─── Data for processing

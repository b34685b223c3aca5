//! Operations on a single storage pool.

use super::{get_pool, manager_failure};
use crate::connection::StorageConnection;
use crate::error::{Result, VpoolError};
use crate::observability::metrics::record_pool_operation;
use crate::store::{ObjectStore, SCANNING};
use crate::types::{PoolState, PoolType, PoolUpdate, StoragePool};
use std::sync::Arc;
use std::time::Instant;
use tracing::{info, instrument};

#[derive(Clone)]
pub struct StoragePoolModel {
    conn: Arc<dyn StorageConnection>,
    store: ObjectStore,
}

impl StoragePoolModel {
    pub fn new(conn: Arc<dyn StorageConnection>, store: ObjectStore) -> Self {
        Self { conn, store }
    }

    /// Current view of pool `name`.
    ///
    /// A pool that is not persistently defined and has a `scanning`
    /// association is a deep scan pool: it is reported as `kimchi-iso`
    /// together with the scan's task id.
    #[instrument(skip(self))]
    pub async fn lookup(&self, name: &str) -> Result<StoragePool> {
        let manager = self.conn.get().await.map_err(|e| manager_failure("connect", e))?;
        let pool = get_pool(manager.as_ref(), name).await?;

        let info = pool.info().await.map_err(|e| manager_failure("info", e))?;
        let definition = pool.definition().await.map_err(|e| manager_failure("definition", e))?;
        let autostart = pool.autostart().await.map_err(|e| manager_failure("autostart", e))?;
        let persistent =
            pool.is_persistent().await.map_err(|e| manager_failure("is_persistent", e))?;

        let nr_volumes = if info.state == PoolState::Active {
            pool.refresh().await.map_err(|e| manager_failure("refresh", e))?;
            pool.num_volumes().await.map_err(|e| manager_failure("num_volumes", e))?
        } else {
            0
        };

        let mut report = StoragePool {
            name: name.to_string(),
            pool_type: PoolType::from(definition.kind),
            state: info.state,
            path: definition.target_path.clone(),
            source: (&definition.source).into(),
            autostart,
            capacity: info.capacity,
            allocated: info.allocated,
            available: info.available,
            nr_volumes,
            task_id: None,
        };

        if !persistent {
            let mut session = self.store.session().await?;
            match session.get::<String>(SCANNING, name).await {
                Ok(task_id) => {
                    report.pool_type = PoolType::KimchiIso;
                    report.task_id = Some(task_id);
                }
                // Transient pool not created by a scan
                Err(e) if e.is_not_found() => {}
                Err(e) => return Err(e),
            }
        }

        Ok(report)
    }

    /// Apply `update` and return the pool name. Setting the current value
    /// again is a no-op.
    #[instrument(skip(self, update))]
    pub async fn update(&self, name: &str, update: PoolUpdate) -> Result<String> {
        let value = update.autostart.ok_or_else(|| VpoolError::MissingParameter {
            param: "autostart".to_string(),
            missing: vec!["autostart".to_string()],
        })?;
        let enabled = value.as_bool().ok_or_else(|| {
            VpoolError::invalid(format!("autostart must be a boolean, got {}", value))
        })?;

        let manager = self.conn.get().await.map_err(|e| manager_failure("connect", e))?;
        let pool = get_pool(manager.as_ref(), name).await?;
        pool.set_autostart(enabled).await.map_err(|e| manager_failure("set_autostart", e))?;

        info!(pool = %name, autostart = enabled, "Pool updated");
        Ok(name.to_string())
    }

    /// Start pool `name`.
    #[instrument(skip(self))]
    pub async fn activate(&self, name: &str) -> Result<()> {
        let started = Instant::now();
        let manager = self.conn.get().await.map_err(|e| manager_failure("connect", e))?;
        let pool = get_pool(manager.as_ref(), name).await?;
        pool.create().await.map_err(|e| manager_failure("activate", e))?;

        record_pool_operation("activate", started.elapsed().as_secs_f64());
        info!(pool = %name, "Pool activated");
        Ok(())
    }

    /// Stop pool `name`.
    #[instrument(skip(self))]
    pub async fn deactivate(&self, name: &str) -> Result<()> {
        let started = Instant::now();
        let manager = self.conn.get().await.map_err(|e| manager_failure("connect", e))?;
        let pool = get_pool(manager.as_ref(), name).await?;
        pool.destroy().await.map_err(|e| manager_failure("deactivate", e))?;

        record_pool_operation("deactivate", started.elapsed().as_secs_f64());
        info!(pool = %name, "Pool deactivated");
        Ok(())
    }

    /// Remove the definition of inactive pool `name`.
    #[instrument(skip(self))]
    pub async fn delete(&self, name: &str) -> Result<()> {
        let started = Instant::now();
        let manager = self.conn.get().await.map_err(|e| manager_failure("connect", e))?;
        let pool = get_pool(manager.as_ref(), name).await?;

        if pool.is_active().await.map_err(|e| manager_failure("is_active", e))? {
            return Err(VpoolError::invalid(format!(
                "Unable to delete the active storage pool {}",
                name
            )));
        }
        pool.undefine().await.map_err(|e| manager_failure("delete", e))?;

        record_pool_operation("delete", started.elapsed().as_secs_f64());
        info!(pool = %name, "Pool deleted");
        Ok(())
    }
}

──────

## Your assignment
Please return all of the entries above, exactly and completely.

## Response below
repository b34685b223c3aca5
//! Operations on a single storage pool.

use super::{get_pool, manager_failure};
use crate::connection::StorageConnection;
use crate::error::{Result, VpoolError};
use crate::observability::metrics::record_pool_operation;
use crate::store::{ObjectStore, SCANNING};
use crate::types::{PoolState, PoolType, PoolUpdate, StoragePool};
use std::sync::Arc;
use std::time::Instant;
use tracing::{info, instrument};

#[derive(Clone)]
pub struct StoragePoolModel {
    conn: Arc<dyn StorageConnection>,
    store: ObjectStore,
}

impl StoragePoolModel {
    pub fn new(conn: Arc<dyn StorageConnection>, store: ObjectStore) -> Self {
        Self { conn, store }
    }

    /// Current view of pool `name`.
    ///
    /// A pool that is not persistently defined and has a `scanning`
    /// association is a deep scan pool: it is reported as `kimchi-iso`
    /// together with the scan's task id.
    #[instrument(skip(self))]
    pub async fn lookup(&self, name: &str) -> Result<StoragePool> {
        let manager = self.conn.get().await.map_err(|e| manager_failure("connect", e))?;
        let pool = get_pool(manager.as_ref(), name).await?;

        let info = pool.info().await.map_err(|e| manager_failure("info", e))?;
        let definition = pool.definition().await.map_err(|e| manager_failure("definition", e))?;
        let autostart = pool.autostart().await.map_err(|e| manager_failure("autostart", e))?;
        let persistent =
            pool.is_persistent().await.map_err(|e| manager_failure("is_persistent", e))?;

        let nr_volumes = if info.state == PoolState::Active {
            pool.refresh().await.map_err(|e| manager_failure("refresh", e))?;
            pool.num_volumes().await.map_err(|e| manager_failure("num_volumes", e))?
        } else {
            0
        };

        let mut report = StoragePool {
            name: name.to_string(),
            pool_type: PoolType::from(definition.kind),
            state: info.state,
            path: definition.target_path.clone(),
            source: (&definition.source).into(),
            autostart,
            capacity: info.capacity,
            allocated: info.allocated,
            available: info.available,
            nr_volumes,
            task_id: None,
        };

        if !persistent {
            let mut session = self.store.session().await?;
            match session.get::<String>(SCANNING, name).await {
                Ok(task_id) => {
                    report.pool_type = PoolType::KimchiIso;
                    report.task_id = Some(task_id);
                }
                // Transient pool not created by a scan
                Err(e) if e.is_not_found() => {}
                Err(e) => return Err(e),
            }
        }

        Ok(report)
    }

    /// Apply `update` and return the pool name. Setting the current value
    /// again is a no-op.
    #[instrument(skip(self, update))]
    pub async fn update(&self, name: &str, update: PoolUpdate) -> Result<String> {
        let value = update.autostart.ok_or_else(|| VpoolError::MissingParameter {
            param: "autostart".to_string(),
            missing: vec!["autostart".to_string()],
        })?;
        let enabled = value.as_bool().ok_or_else(|| {
            VpoolError::invalid(format!("autostart must be a boolean, got {}", value))
        })?;

        let manager = self.conn.get().await.map_err(|e| manager_failure("connect", e))?;
        let pool = get_pool(manager.as_ref(), name).await?;
        pool.set_autostart(enabled).await.map_err(|e| manager_failure("set_autostart", e))?;

        info!(pool = %name, autostart = enabled, "Pool updated");
        Ok(name.to_string())
    }

    /// Start pool `name`.
    #[instrument(skip(self))]
    pub async fn activate(&self, name: &str) -> Result<()> {
        let started = Instant::now();
        let manager = self.conn.get().await.map_err(|e| manager_failure("connect", e))?;
        let pool = get_pool(manager.as_ref(), name).await?;
        pool.create().await.map_err(|e| manager_failure("activate", e))?;

        record_pool_operation("activate", started.elapsed().as_secs_f64());
        info!(pool = %name, "Pool activated");
        Ok(())
    }

    /// Stop pool `name`.
    #[instrument(skip(self))]
    pub async fn deactivate(&self, name: &str) -> Result<()> {
        let started = Instant::now();
        let manager = self.conn.get().await.map_err(|e| manager_failure("connect", e))?;
        let pool = get_pool(manager.as_ref(), name).await?;
        pool.destroy().await.map_err(|e| manager_failure("deactivate", e))?;

        record_pool_operation("deactivate", started.elapsed().as_secs_f64());
        info!(pool = %name, "Pool deactivated");
        Ok(())
    }

    /// Remove the definition of inactive pool `name`.
    #[instrument(skip(self))]
    pub async fn delete(&self, name: &str) -> Result<()> {
        let started = Instant::now();
        let manager = self.conn.get().await.map_err(|e| manager_failure("connect", e))?;
        let pool = get_pool(manager.as_ref(), name).await?;

        if pool.is_active().await.map_err(|e| manager_failure("is_active", e))? {
            return Err(VpoolError::invalid(format!(
                "Unable to delete the active storage pool {}",
                name
            )));
        }
        pool.undefine().await.map_err(|e| manager_failure("delete", e))?;

        record_pool_operation("delete", started.elapsed().as_secs_f64());
        info!(pool = %name, "Pool deleted");
        Ok(())
    }
}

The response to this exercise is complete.